Research, discovery, creativity and innovation have a way of coming forward with seemingly high user costs that come down as ideas grow into larger markets.  A prime example is wind power that we’ve seen grow from nearly invisible to forests of wind turbines across swaths of North America.  Many wonder what is so slow about geothermal.

The answer is fundamental.  It’s the cost to get to the heat source.  In geologically active areas of the world like Iceland, Indonesia, and Chile the heat is very close to the surface requiring low access costs.  Iceland can take advantage of this low-hanging energy by directly circulating that heat from naturally occurring hot fluids through buildings for heating.  While there is heat to had for the taking across much of the planet’s land surface area – it’s not so easy as the heat is found deeper.

But geothermal is impervious to weather conditions. That independence means it provides excellent base load electricity.  Geothermal is going to grow, here’s why.

Using enhanced geothermal systems (EGS) that are in development now will offer two major advancements.  First are hot rocks that are artificially fractured, perhaps even at great depths.  Then water, other fluids and perhaps gases are injected to contact the hot rocks and then drawn back to the surface where the heat energy is captured and used to generate electricity.  So far, these are very expensive ventures, with costs in excess of $10 million dollars.  That’s ten times the cost of a conventional shallow geothermal well, 2 to 5 times the cost of a shale formation natural gas well.  It’s a major investment.

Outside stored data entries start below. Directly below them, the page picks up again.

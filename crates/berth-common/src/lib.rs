//! # berth-common
//!
//! Shared types, error definitions, configuration models, and constants
//! used across the entire Berth workspace.
//!
//! This crate is the leaf of the dependency graph: it depends on no other
//! internal crate and provides the foundational primitives that the
//! capability interface, the lifecycle components, and the engine adapter
//! build upon.

#![cfg_attr(test, allow(clippy::expect_used, clippy::unwrap_used))]

pub mod config;
pub mod constants;
pub mod container;
pub mod error;
pub mod types;
impl RuntimeClient for FakeEngine {
    fn api_version(&self) -> &str {
        berth_common::constants::MAX_API_VERSION
    }

    fn close(&self) -> EngineResult<()> {
        let mut state = self.lock();
        if state.closed {
            return Err(EngineError::Unreachable {
                endpoint: "fake://engine".into(),
                message: "client already closed".into(),
            });
        }
        state.closed = true;
        Ok(())
    }

    fn list_containers(
        &self,
        _ctx: &CallContext,
        opts: &ListOptions,
    ) -> EngineResult<Vec<ContainerSummary>> {
        let state = self.enter("list", &format!("all={}", opts.all))?;
        Ok(state
            .containers
            .iter()
            .filter(|c| opts.all || c.state == ContainerState::Running)
            .map(|c| ContainerSummary {
                id: c.id.clone(),
                names: vec![c.name.clone()],
                image: c.image.clone(),
                state: Some(c.state),
                status: c.state.to_string(),
                created: None,
            })
            .collect())
    }

    fn create_container(
        &self,
        _ctx: &CallContext,
        config: &ContainerCreateConfig,
    ) -> EngineResult<CreatedContainer> {
        let mut state = self.enter("create", config.name())?;
        if state.containers.iter().any(|c| c.name == config.name()) {
            return Err(api(
                409,
                format!("Conflict. The container name \"/{}\" is already in use", config.name()),
            ));
        }
        let id = ContainerId::generate();
        state.containers.push(FakeContainer {
            id: id.clone(),
            name: config.name().to_string(),
            image: config.image().image.clone(),
            state: ContainerState::Created,
            health: VecDeque::new(),
        });
        Ok(CreatedContainer {
            id,
            warnings: Vec::new(),
        })
    }

    fn start_container(&self, _ctx: &CallContext, id: &ContainerId) -> EngineResult<()> {
        let mut state = self.enter("start", id.as_str())?;
        let container = state.container(id)?;
        if container.state == ContainerState::Running {
            return Err(api(304, "container already started"));
        }
        container.state = ContainerState::Running;
        Ok(())
    }

    fn stop_container(
        &self,
        _ctx: &CallContext,
        id: &ContainerId,
        opts: &StopOptions,
    ) -> EngineResult<()> {
        let mut state = self.enter("stop", &format!("{id} {}", opts.signal))?;
        let container = state.container(id)?;
        if container.state == ContainerState::Running {
            container.state = ContainerState::Exited;
        }
        Ok(())
    }

    fn remove_container(
        &self,
        _ctx: &CallContext,
        id: &ContainerId,
        opts: &RemoveOptions,
    ) -> EngineResult<()> {
        let mut state = self.enter(
            "remove",
            &format!(
                "{id} force={} v={} link={}",
                opts.force, opts.remove_volumes, opts.remove_links
            ),
        )?;
        let running = state.container(id)?.state == ContainerState::Running;
        if running && !opts.force {
            return Err(api(409, "cannot remove a running container"));
        }
        state
            .containers
            .retain(|c| c.id != *id && c.name != id.as_str());
        Ok(())
    }

    fn inspect_container(
        &self,
        _ctx: &CallContext,
        id: &ContainerId,
    ) -> EngineResult<ContainerInspect> {
        let mut state = self.enter("inspect_container", id.as_str())?;
        let container = state.container(id)?;
        let health = if container.health.len() > 1 {
            container.health.pop_front()
        } else {
            container.health.front().cloned()
        };
        Ok(ContainerInspect {
            id: container.id.clone(),
            name: container.name.clone(),
            image: container.image.clone(),
            state: ContainerStateInfo {
                status: Some(container.state),
                running: container.state == ContainerState::Running,
                exit_code: 0,
                health: health.map(|status| HealthState {
                    status,
                    failing_streak: 0,
                }),
            },
        })
    }

    fn create_exec(
        &self,
        _ctx: &CallContext,
        id: &ContainerId,
        opts: &ExecCreateOptions,
    ) -> EngineResult<ExecId> {
        let mut state = self.enter("create_exec", &format!("{id} {}", opts.command.join(" ")))?;
        if state.container(id)?.state != ContainerState::Running {
            return Err(api(409, format!("Container {id} is not running")));
        }
        state.next_exec += 1;
        let exec_id = ExecId::new(format!("exec-{}", state.next_exec));
        let _ = state.execs.insert(
            exec_id.clone(),
            FakeExec {
                command: opts.command.clone(),
                started: false,
                finished: false,
                lingering: 0,
            },
        );
        Ok(exec_id)
    }

    fn start_exec(&self, _ctx: &CallContext, exec_id: &ExecId) -> EngineResult<ByteStream> {
        let mut state = self.enter("start_exec", exec_id.as_str())?;
        let command = state
            .execs
            .get(exec_id)
            .ok_or_else(|| api(404, format!("No such exec instance: {exec_id}")))?
            .command
            .clone();
        let script = state.exec_scripts.get(&command).cloned().unwrap_or_default();
        if let Some(exec) = state.execs.get_mut(exec_id) {
            if exec.started {
                return Err(api(409, "exec instance already started"));
            }
            exec.started = true;
            exec.lingering = script.lingering_polls;
            exec.finished = script.lingering_polls == 0;
        }
        let data = script
            .frames
            .iter()
            .flat_map(|(tag, payload)| encode_frame(*tag, payload))
            .collect();
        Ok(Box::new(ScriptedStream::new(
            data,
            self.chunk,
            Arc::clone(&self.drops),
        )))
    }

    fn inspect_exec(&self, _ctx: &CallContext, exec_id: &ExecId) -> EngineResult<ExecInspect> {
        let mut state = self.enter("inspect_exec", exec_id.as_str())?;
        let exec = state
            .execs
            .get_mut(exec_id)
            .ok_or_else(|| api(404, format!("No such exec instance: {exec_id}")))?;
        if exec.started && !exec.finished {
            exec.lingering = exec.lingering.saturating_sub(1);
            exec.finished = exec.lingering == 0;
            return Ok(ExecInspect {
                running: true,
                exit_code: None,
            });
        }
        let finished = exec.finished;
        let command = exec.command.clone();
        let exit_code = if finished {
            state
                .exec_scripts
                .get(&command)
                .map_or(Some(0), |s| s.exit_code)
        } else {
            None
        };
        Ok(ExecInspect {
            running: !finished,
            exit_code,
        })
    }

    fn build_image(
        &self,
        _ctx: &CallContext,
        context: Vec<u8>,
        opts: &BuildOptions,
    ) -> EngineResult<ByteStream> {
        let mut state = self.enter(
            "build",
            &format!(
                "{} pull={} forcerm={} nocache={} bytes={}",
                opts.tags.join(","),
                opts.pull,
                opts.force_rm,
                opts.no_cache,
                context.len()
            ),
        )?;
        let lines = state.build_logs.pop_front().unwrap_or_default();
        if !lines.iter().any(|l| l.contains("\"error\"")) {
            for tag in &opts.tags {
                let _ = state.register_image(Some(tag.clone()), context.len() as u64);
            }
        }
        let body = lines.join("\n").into_bytes();
        Ok(Box::new(ScriptedStream::new(
            body,
            self.chunk,
            Arc::clone(&self.drops),
        )))
    }

    fn inspect_image(&self, _ctx: &CallContext, name: &str) -> EngineResult<ImageInspect> {
        let state = self.enter("inspect_image", name)?;
        let image = state
            .image_position(name)
            .map(|i| &state.images[i])
            .ok_or_else(|| api(404, format!("No such image: {name}")))?;
        Ok(ImageInspect {
            id: image.id.clone(),
            repo_tags: image.tags.clone(),
            size: image.size,
        })
    }

    fn remove_image(
        &self,
        _ctx: &CallContext,
        id: &ImageId,
        opts: &ImageRemoveOptions,
    ) -> EngineResult<Vec<ImageDeleteItem>> {
        let mut state = self.enter(
            "remove_image",
            &format!("{id} force={} noprune={}", opts.force, !opts.prune_children),
        )?;
        let index = state
            .image_position(id.as_str())
            .ok_or_else(|| api(404, format!("No such image: {id}")))?;
        let image = state.images.remove(index);
        let mut items: Vec<ImageDeleteItem> =
            image.tags.into_iter().map(ImageDeleteItem::Untagged).collect();
        items.push(ImageDeleteItem::Deleted(image.id));
        Ok(items)
    }

    fn prune_images(&self, _ctx: &CallContext, filters: &PruneFilters) -> EngineResult<PruneReport> {
        let mut state = self.enter(
            "prune",
            &format!("dangling={}", filters.is_dangling_only()),
        )?;
        let dangling_only = filters.is_dangling_only();
        let (removed, kept): (Vec<FakeImage>, Vec<FakeImage>) = std::mem::take(&mut state.images)
            .into_iter()
            .partition(|i| !dangling_only || i.tags.is_empty());
        state.images = kept;
        Ok(PruneReport {
            space_reclaimed: removed.iter().map(|i| i.size).sum(),
            images_deleted: removed.into_iter().map(|i| i.id).collect(),
        })
    }
}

It’s worth it though. In Australia, a relatively advanced EGS experimental systems in granites produces high heat due to radioactive decay at depths greater than 3 km, are seen as viable geothermal reservoirs.  In fact for South Australia alone, some 23 companies have filed for licenses covering 110,000 sq km where suitable hot granite is believed to exist at accessible depths. The key there is once the system is built on a good site it will be tapped into a constant, virtually limitless supply of energy that’s available without cost.  The investments are in getting to the heat and the plant to handle it.  As more plants are built and improved from experience the investment and operating costs will come down.

The second advancement is binary geothermal power plants (BGPP).  These are plants that intersect the heat flow with a heat exchanger simplifying the management of the circulating fluids back and forth to the hot rock.  Then on the other side of the heat exchanger a closed system will move the heat and extract it into energy forms such as electricity.  The closed system allows highly refined engineering, optimized heat management and avoidance of introducing a wealth of contaminates from the deep circulating fluids into high speed or finely tuned metering machinery.   More costly to build, but much less costly to operate, BGPP offers reduced operating expenses.  Small units are already in use with larger units likely to be announced soon.

Are the watt on grid costs worth it?  Pawing through the U.S. Energy Commission site shows coal and natural gas are getting to the grid at about 4¢ to 5¢/kWhr.  Other pages show BGPP at about 6.5¢/kWhr.  How good those numbers are is debateable, but its very early in the geothermal industry, there are several problems to work out, yet the energy itself in the form of heat is free it you can get there.

In the renewable energy field geothermal clubs solar and wind senseless. There is no dependency on daylight or weather; the heat energy is there 24 hours a day 365 days each year for years.  The dependable electricity production makes it easy for geothermal companies to entice long-term energy agreements without concerns about underproduction or wasting over production.

The capital costs will come down, solar has gotten cheaper to make but installations at commercial scale are stunningly expensive.  Solar can get to $10,000 per kWhr and wind up to $3,000 per kWhr.  Geothermal can get to $3,000 per kWhr but runs 24/365, nearly a three-fold advantage over wind.  Those geothermal costs compare to suggestions about coal-fired facilities costs that must include some capture carbon.

More interesting is that geothermal needs less land than solar or wind, and permitting would be easier than coal or nuclear as the hazards are not there.

For the hard nosed green eyeshade types geothermal offers high load factors, the difference between the rated capacity and the actual production.  Wind tops out at 40% and solar even less.  But geothermal competes with nuclear when good engineering gets to 90% production.

For “green tech” geothermal is the top prospect for long-term growth. While geothermal is centuries behind wind progress and hidden behind the solar excitement, geothermal could compete head on with coal, natural gas and nuclear as the technological improvements come into use.  Meanwhile the U.S. government is pouring incentives, funding opportunities and subsidies into renewables.  Check the Geothermal Org site here.

It won’t be long now, the main issues are boring into hot hard rock and the fracturing issues, and research money is out and more is coming.  The above groundwork is pretty much on the shelf or needs scaling up.  The down hole work will get solved.  After all, the prize is bigger and better than an oil well.


Comments

2 Comments so far

  1. Jagdish on December 16, 2009 12:45 AM

    Drilling continues to locate oil and gas. Failed holes can be used for the Consolation ‘Prize’ of geothermal heat.
    Licensing authorities should, as part of conditions, require a temperature chart along with a strata chart to be submitted after drilling. In time a thermal temperature map can be built up.